Re: sed, bash script
On Wed, Sep 17, 2003 at 11:40:31AM +0100, Karsten M. Self wrote:
> on Wed, Sep 17, 2003 at 08:08:26AM +0800, csj (csj@zapo.net) wrote:
> > At Tue, 16 Sep 2003 17:08:51 +0200, Matthias Czapla wrote:
> > > On Tue, Sep 16, 2003 at 07:39:39AM -0700, Ric Otte wrote:
> > > > Hi, I would like to run all of the files in some directories
> > > > through sed, in order to edit the files. I can do it for
> > > > individual files by typing: cat filename|sed command>filename
> > > > But that requires me to run that command for each file.

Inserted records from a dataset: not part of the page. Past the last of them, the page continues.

//! The composed frame: a 0RGB `u32` pixel buffer in presentation format.

use norad_core::types::{Color, Viewport};

/// Compositing blend mode.
#[derive(Debug, Clone, Copy, PartialEq, Eq)]
pub enum BlendMode {
    /// Source-over: dst = lerp(dst, src, alpha)
    Alpha,
    /// Additive: dst += src * alpha / 255, saturating
    Additive,
}

/// Alpha blend a single channel.
#[inline]
pub(crate) fn blend_channel(src: u8, dst: u8, alpha: u8) -> u8 {
    let a = alpha as u16;
    let result = src as u16 * a + dst as u16 * (255 - a);
    ((result + 1 + (result >> 8)) >> 8) as u8
}

/// Additively blend a single channel, rounding the scaled source.
#[inline]
pub(crate) fn add_channel(src: u8, dst: u8, alpha: u8) -> u8 {
    let add = ((src as u16 * alpha as u16 + 127) / 255) as u8;
    dst.saturating_add(add)
}

/// Combine two 0RGB pixels.
#[inline]
pub(crate) fn combine(dst: u32, src: Color, alpha: u8, mode: BlendMode) -> u32 {
    let d = Color::from_u32(dst);
    let f = match mode {
        BlendMode::Alpha => blend_channel,
        BlendMode::Additive => add_channel,
    };
    Color::new(f(src.r, d.r, alpha), f(src.g, d.g, alpha), f(src.b, d.b, alpha)).to_u32()
}

/// Row-major 0RGB frame buffer, the format `minifb` presents.
#[derive(Debug, Clone, PartialEq)]
pub struct Frame {
    width: u32,
    height: u32,
    pixels: Vec<u32>,
}

impl Frame {
    /// Create a black frame.
    pub fn new(viewport: Viewport) -> Self {
        Self {
            width: viewport.width,
            height: viewport.height,
            pixels: vec![0; viewport.area()],
        }
    }

    #[inline]
    pub fn width(&self) -> u32 {
        self.width
    }

    #[inline]
    pub fn height(&self) -> u32 {
        self.height
    }

    pub fn viewport(&self) -> Viewport {
        Viewport {
            width: self.width,
            height: self.height,
        }
    }

    pub fn pixels(&self) -> &[u32] {
        &self.pixels
    }

    pub fn pixels_mut(&mut self) -> &mut [u32] {
        &mut self.pixels
    }

    #[inline]
    fn in_bounds(&self, x: i32, y: i32) -> bool {
        x >= 0 && x < self.width as i32 && y >= 0 && y < self.height as i32
    }

    #[inline]
    fn index(&self, x: i32, y: i32) -> usize {
        y as usize * self.width as usize + x as usize
    }

    /// Fill with a solid color.
    pub fn clear(&mut self, color: Color) {
        self.pixels.fill(color.to_u32());
    }

    /// Reallocate for a new viewport; contents become black.
    pub fn resize(&mut self, viewport: Viewport) {
        *self = Self::new(viewport);
    }

    /// Copy another frame of the same size. A mismatched source is
    /// skipped with a warning and leaves this frame untouched.
    pub fn copy_from(&mut self, src: &Frame) {
        if self.viewport() != src.viewport() {
            log::warn!(
                "frame copy skipped: source {}x{} into {}x{}",
                src.width(),
                src.height(),
                self.width(),
                self.height()
            );
            return;
        }
        self.pixels.copy_from_slice(&src.pixels);
    }

    /// Read a pixel (bounds checked).
    pub fn get(&self, x: i32, y: i32) -> Option<Color> {
        self.in_bounds(x, y)
            .then(|| Color::from_u32(self.pixels[self.index(x, y)]))
    }

    /// Write a pixel (bounds checked).
    #[inline]
    pub fn set(&mut self, x: i32, y: i32, color: Color) {
        if self.in_bounds(x, y) {
            let i = self.index(x, y);
            self.pixels[i] = color.to_u32();
        }
    }

    /// Blend a pixel with the given mode (bounds checked).
    #[inline]
    pub fn blend(&mut self, x: i32, y: i32, color: Color, alpha: u8, mode: BlendMode) {
        if self.in_bounds(x, y) {
            let i = self.index(x, y);
            self.pixels[i] = combine(self.pixels[i], color, alpha, mode);
        }
    }

    /// Blend a solid color over every pixel.
    pub fn overlay(&mut self, color: Color, alpha: u8, mode: BlendMode) {
        for px in &mut self.pixels {
            *px = combine(*px, color, alpha, mode);
        }
    }
}

#[cfg(test)]
mod tests {
    use super::*;

    fn frame(w: u32, h: u32) -> Frame {
        Frame::new(Viewport::new(w, h).unwrap())
    }

    #[test]
    fn test_set_get_bounds() {
        let mut f = frame(4, 3);
        f.set(3, 2, Color::new(1, 2, 3));
        f.set(4, 0, Color::new(9, 9, 9));
        f.set(-1, 0, Color::new(9, 9, 9));
        assert_eq!(f.get(3, 2), Some(Color::new(1, 2, 3)));
        assert_eq!(f.get(4, 0), None);
        assert_eq!(f.pixels().iter().filter(|&&p| p != 0).count(), 1);
    }

    #[test]
    fn test_additive_blend_saturates() {
        let mut f = frame(1, 1);
        f.set(0, 0, Color::new(200, 100, 0));
        f.blend(0, 0, Color::new(100, 100, 100), 255, BlendMode::Additive);
        assert_eq!(f.get(0, 0), Some(Color::new(255, 200, 100)));
    }

    #[test]
    fn test_additive_blend_scales_by_alpha() {
        let mut f = frame(1, 1);
        f.blend(0, 0, Color::new(0, 200, 100), 51, BlendMode::Additive);
        // 200 * 51 / 255 = 40, 100 * 51 / 255 = 20
        assert_eq!(f.get(0, 0), Some(Color::new(0, 40, 20)));
    }

    #[test]
    fn test_alpha_blend_extremes() {
        let mut f = frame(1, 1);
        f.set(0, 0, Color::new(10, 20, 30));
        f.blend(0, 0, Color::new(200, 200, 200), 0, BlendMode::Alpha);
        assert_eq!(f.get(0, 0), Some(Color::new(10, 20, 30)));
        f.blend(0, 0, Color::new(200, 200, 200), 255, BlendMode::Alpha);
        assert_eq!(f.get(0, 0), Some(Color::new(200, 200, 200)));
    }

    #[test]
    fn test_resize_clears() {
        let mut f = frame(2, 2);
        f.clear(Color::new(5, 5, 5));
        f.resize(Viewport::new(3, 1).unwrap());
        assert_eq!(f.pixels(), &[0, 0, 0]);
        assert_eq!(f.viewport(), Viewport::new(3, 1).unwrap());
    }

    #[test]
    fn test_copy_requires_matching_size() {
        let mut src = frame(3, 2);
        src.clear(Color::new(7, 7, 7));
        let mut dst = frame(3, 2);
        dst.copy_from(&src);
        assert_eq!(dst.pixels(), src.pixels());

        // Same pixel count, different shape.
        let mut transposed = frame(2, 3);
        transposed.clear(Color::new(1, 1, 1));
        transposed.copy_from(&src);
        assert!(transposed.pixels().iter().all(|&p| p == Color::new(1, 1, 1).to_u32()));

        let mut smaller = frame(1, 1);
        smaller.copy_from(&src);
        assert_eq!(smaller.get(0, 0), Some(Color::new(0, 0, 0)));
    }
}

I
> > > > was wondering if anyone could 1) give me a reference to a
> > > > simple bash tutorial that will explain how to set up a script
> > > > to do things like this,
> > >
> > > http://www.tldp.org/HOWTO/Bash-Prog-Intro-HOWTO.html
> > >
> > > > and 2) tell me how to do it.
> > >
> > > for f in *; do tmp=`tempfile`; cat $f | sed command > $tmp ; mv $tmp $f; done
> >
> > Is there anything intrinsically wrong with:
> >
> > find directory -name "*.foo" | xargs sed -i -f sed_script
>
> Well:
>
> - It outputs everything to stdout, rather than a named file for each
> input.
> - You need to restrict the number of input files with 'xargs -n 1'
> - You could run into problems with filenames containing embeded IFS
> characters. "-print0 / -0" are useful arguments.
>
> Personally, I'd do it as:
>
> for f in $( find path -name \*.foo )
> do sed -e 'stuff' < "$f" > "$f.tmp" && mv "$f.tmp" "$f"; done
And what if a file named $f.tmp already exists? Unlikely, but possible.